Here’s a list this year’s winners:
2015 Ig Nobel Chemistry Prize
Callum Ormonde et al. of Australia, and the US for inventing a chemical recipe to partially unboil an egg. He used a hammer to demonstrate the technique, so it looked like more of a physical method to me. Guess it’s time to read the published paper.
2015 Ig Nobel Physics Prize
Patricia Yang and her team for testing the biological principle that nearly all mammals (5 kg and larger) empty their bladders in 21 seconds plus/minus 13 seconds.
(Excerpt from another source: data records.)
//! Property-based tests for the enumeration combinators.
//!
//! These tests verify the traversal, selection, counting, quantifier and
//! folding laws over arbitrary sequences, ranges and ordered hashes.

use enumerables::prelude::*;
use proptest::prelude::*;

// =============================================================================
// Strategies for Generating Test Data
// =============================================================================

fn arbitrary_values(max_size: usize) -> impl Strategy<Value = Vec<i32>> {
    prop::collection::vec(-1000_i32..1000, 0..max_size)
}

fn arbitrary_ordered_hash(max_size: usize) -> impl Strategy<Value = OrderedHash<i32, i32>> {
    prop::collection::vec((0_i32..50, any::<i32>()), 0..max_size)
        .prop_map(|entries| entries.into_iter().collect::<OrderedHash<i32, i32>>())
}

fn arbitrary_value() -> impl Strategy<Value = Value> {
    prop_oneof![
        Just(Value::Nil),
        any::<bool>().prop_map(Value::Boolean),
        any::<i64>().prop_map(Value::Integer),
        "[a-z]{0,4}".prop_map(Value::Text),
    ]
}

// =============================================================================
// Traversal Laws
// =============================================================================

proptest! {
    /// Law: my_each returns the source and visits every element once, in order.
    #[test]
    fn prop_each_visits_in_order(values in arbitrary_values(30)) {
        let mut visited = Vec::new();
        let returned = values.my_each(|value| visited.push(*value));
        prop_assert!(std::ptr::eq(returned, &values));
        prop_assert_eq!(visited, values);
    }

    /// Law: my_each_with_index passes consecutive indices starting at zero.
    #[test]
    fn prop_each_with_index_counts_up(values in arbitrary_values(30)) {
        let mut indices = Vec::new();
        values.my_each_with_index(|_, index| indices.push(index));
        prop_assert_eq!(indices, (0..values.len()).collect::<Vec<_>>());
    }

    /// Law: my_each over an ordered hash follows insertion order.
    #[test]
    fn prop_each_on_hash_follows_insertion(hash in arbitrary_ordered_hash(30)) {
        let mut keys = Vec::new();
        hash.my_each(|(key, _)| keys.push(*key));
        prop_assert_eq!(keys, hash.keys().copied().collect::<Vec<_>>());
    }

    /// Law: a range is traversed in ascending order.
    #[test]
    fn prop_range_ascending(start in -100_i32..100, length in 0_i32..50) {
        let range = start..start + length;
        let visited = range.my_map(|value| *value);
        prop_assert_eq!(visited, range.clone().collect::<Vec<_>>());
    }
}

// =============================================================================
// Map and Select Laws
// =============================================================================

proptest! {
    /// Law: my_map keeps length and order.
    /// s.my_map(f)[i] == f(s[i])
    #[test]
    fn prop_map_keeps_length_and_order(values in arbitrary_values(30)) {
        let mapped = values.my_map(|value| i64::from(*value) * 3);
        prop_assert_eq!(mapped.len(), values.len());
        for (index, value) in values.iter().enumerate() {
            prop_assert_eq!(mapped[index], i64::from(*value) * 3);
        }
    }

    /// Law: my_map over a hash keeps one result per entry.
    #[test]
    fn prop_map_on_hash_keeps_length(hash in arbitrary_ordered_hash(30)) {
        prop_assert_eq!(hash.my_map(|(key, _)| *key).len(), hash.len());
    }

    /// Law: my_select returns exactly the matching elements, in order.
    #[test]
    fn prop_select_matches_filter(values in arbitrary_values(30), divisor in 1_i32..5) {
        let selected = values
            .my_select(Args::block(|value: &i32| value % divisor == 0))
            .unwrap()
            .into_selection()
            .unwrap();
        let expected: Vec<i32> = values.iter().copied().filter(|value| value % divisor == 0).collect();
        prop_assert_eq!(selected, expected);
    }

    /// Law: selecting with an always-true block is the identity.
    #[test]
    fn prop_select_all_is_identity(hash in arbitrary_ordered_hash(30)) {
        let selected = hash
            .my_select(Args::block(|_: &(i32, i32)| true))
            .unwrap()
            .into_selection()
            .unwrap();
        prop_assert_eq!(selected.keys().collect::<Vec<_>>(), hash.keys().collect::<Vec<_>>());
    }

    /// Law: running a deferred handle twice gives the same result.
    #[test]
    fn prop_deferred_handle_is_restartable(values in arbitrary_values(30)) {
        let enumerator = values.my_select(Args::none()).unwrap().into_enumerator().unwrap();
        let first = enumerator.my_select(|value| *value > 0);
        let second = enumerator.my_select(|value| *value > 0);
        prop_assert_eq!(first, second);
    }
}

// =============================================================================
// Count Laws
// =============================================================================

proptest! {
    /// Law: my_count with no arguments is the length.
    #[test]
    fn prop_count_is_length(values in arbitrary_values(30)) {
        prop_assert_eq!(values.my_count(Args::none()), Ok(values.len()));
    }

    /// Law: my_count(block) == |my_select(block)|
    #[test]
    fn prop_count_agrees_with_select(values in arbitrary_values(30)) {
        let counted = values.my_count(Args::block(|value: &i32| *value < 0)).unwrap();
        let selected = values
            .my_select(Args::block(|value: &i32| *value < 0))
            .unwrap()
            .into_selection()
            .unwrap();
        prop_assert_eq!(counted, selected.len());
    }

    /// Law: my_count(literal) counts the equal elements.
    #[test]
    fn prop_count_literal(values in prop::collection::vec(0_i32..5, 0..30), target in 0_i32..5) {
        let expected = values.iter().filter(|value| **value == target).count();
        prop_assert_eq!(values.my_count(Args::literal(target)), Ok(expected));
    }
}

// =============================================================================
// Quantifier Laws
// =============================================================================

proptest! {
    /// Law: my_none(p) == !my_any(p)
    #[test]
    fn prop_none_is_not_any(values in arbitrary_values(30), threshold: i32) {
        let any = values.my_any(Args::block(|value: &i32| *value > threshold)).unwrap();
        let none = values.my_none(Args::block(|value: &i32| *value > threshold)).unwrap();
        prop_assert_eq!(none, !any);
    }

    /// Law: my_all(p) == !my_any(!p)
    #[test]
    fn prop_all_is_not_any_negated(values in arbitrary_values(30), threshold: i32) {
        let all = values.my_all(Args::block(|value: &i32| *value > threshold)).unwrap();
        let any_negated = values.my_any(Args::block(|value: &i32| *value <= threshold)).unwrap();
        prop_assert_eq!(all, !any_negated);
    }

    /// Law: without arguments, quantifiers test truthiness.
    #[test]
    fn prop_truthiness_fallback(values in prop::collection::vec(arbitrary_value(), 0..20)) {
        let truthy = values.iter().filter(|value| value.is_truthy()).count();
        prop_assert_eq!(values.my_any(Args::none()), Ok(truthy > 0));
        prop_assert_eq!(values.my_all(Args::none()), Ok(truthy == values.len()));
        prop_assert_eq!(values.my_none(Args::none()), Ok(truthy == 0));
    }

    /// Law: my_any stops at the first satisfying element.
    #[test]
    fn prop_any_short_circuits(values in arbitrary_values(30)) {
        let mut calls = 0;
        let found = values
            .my_any(Args::block(|value: &i32| {
                calls += 1;
                *value >= 0
            }))
            .unwrap();
        let expected_calls = values
            .iter()
            .position(|value| *value >= 0)
            .map_or(values.len(), |index| index + 1);
        prop_assert_eq!(found, values.iter().any(|value| *value >= 0));
        prop_assert_eq!(calls, expected_calls);
    }
}

// =============================================================================
// Inject Laws
// =============================================================================

proptest! {
    /// Law: the block and symbol forms of inject agree.
    #[test]
    fn prop_inject_forms_agree(values in prop::collection::vec(-1000_i64..1000, 1..30)) {
        let block = values.my_inject(|sum, value| sum + value);
        let symbol = values.my_inject_with(Operator::Add);
        prop_assert_eq!(block, symbol.clone());
        prop_assert_eq!(symbol, Ok(values.iter().sum::<i64>()));
    }

    /// Law: a seeded inject folds from the seed.
    #[test]
    fn prop_inject_from_is_fold(values in arbitrary_values(30), seed in -1000_i64..1000) {
        let injected = values.my_inject_from(seed, |sum, value| sum + i64::from(*value));
        let expected = values.iter().fold(seed, |sum, value| sum + i64::from(*value));
        prop_assert_eq!(injected, expected);
    }

    /// Law: min and max agree with the iterator adapters.
    #[test]
    fn prop_inject_min_max(values in prop::collection::vec(any::<i32>(), 1..30)) {
        prop_assert_eq!(values.my_inject_with(Operator::Min).ok(), values.iter().copied().min());
        prop_assert_eq!(values.my_inject_with(Operator::Max).ok(), values.iter().copied().max());
    }

    /// Law: every operator parses back from its symbol, with or without a colon.
    #[test]
    fn prop_operator_symbol_roundtrip(operator in prop::sample::select(Operator::ALL.to_vec())) {
        let symbol = operator.to_string();
        prop_assert_eq!(symbol.parse::<Operator>(), Ok(operator));
        prop_assert_eq!(format!(":{symbol}").parse::<Operator>(), Ok(operator));
    }
}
The researchers call this the Law of Urination and explain it is due to the effect of gravity effect on the peepee pipe (apparently the technical term for the urethra).
2015 Ig Nobel Literature Prize
Mark Dingemanse and his group for discovering that the word “huh?” or its equivalent exists in every language. They have no idea why…
2015 Ig Nobel Management Prize
Gennaro Bernile and team for discovering many business leaders discovered a fondness for risk-taking when they experienced natural disasters that (for them) had no dire personal consequences.
2015 Ig Nobel Economics Prize
Bangkok Metropolitan Police for offering to pay policemen extra cash if the officers refuse to accept bribes. Hmm….
2015 Ig Nobel Medicine Prize
Jointly to Hajime Kimata (Japan) and Natalia Kamodyova and team (Slovakia) for experiments to study the biomedical consequences of intense kissing and other interpersonal activities. Sounds like the researchers may have used themselves as test subjects. Dr. Kimata hints kissing may help attenuate allergies, by the way (so get to it).
2015 Ig Nobel Mathematics Prize
Elizabeth Oberzaucher and Karl Grammer for mathematical techniques to determine whether the bloodthirsty Sharifian Emperor of Morocco managed to father 888 children. The researchers apparently have confirmation of a man who fathered over 600 children. Apparently this takes considerable effort on the part of the man. You think?
2015 Ig Nobel Biology Prize
Bruno Grossi, etc (Chile, US) for observing when you attach a weighted stick to the rear end of a chicken, it then walks in a manner similar to that of which dinosaurs were believed to have walked. You can get a similar effect if you stick a plunger on your butt, but it won’t be quite the same as the chicken walk.
2015 Ig Nobel Diagnostic Medicine Prize
Diallah Karim and team (many countries) for determining acute appendicitis may be accurately diagnosed by the amount of pain experienced from driving over speed bumps. (Yikes) So, if there is no doctor in sight, apparently this method is 97% effective.
2015 Ig Nobel Physiology and Entomology Prize
Justin Schmidt for creating the Schmidt Sting Pain index (relative pain from various insect stings) and Michael L. Smith for arranging for honey bees to repeatedly sting him on 25 body parts to learn which locations are least painful (skull, arm) and most excruciating (nostril, upper lip, and genitalia). Smith said he conducted multiple trials on himself to verify the results.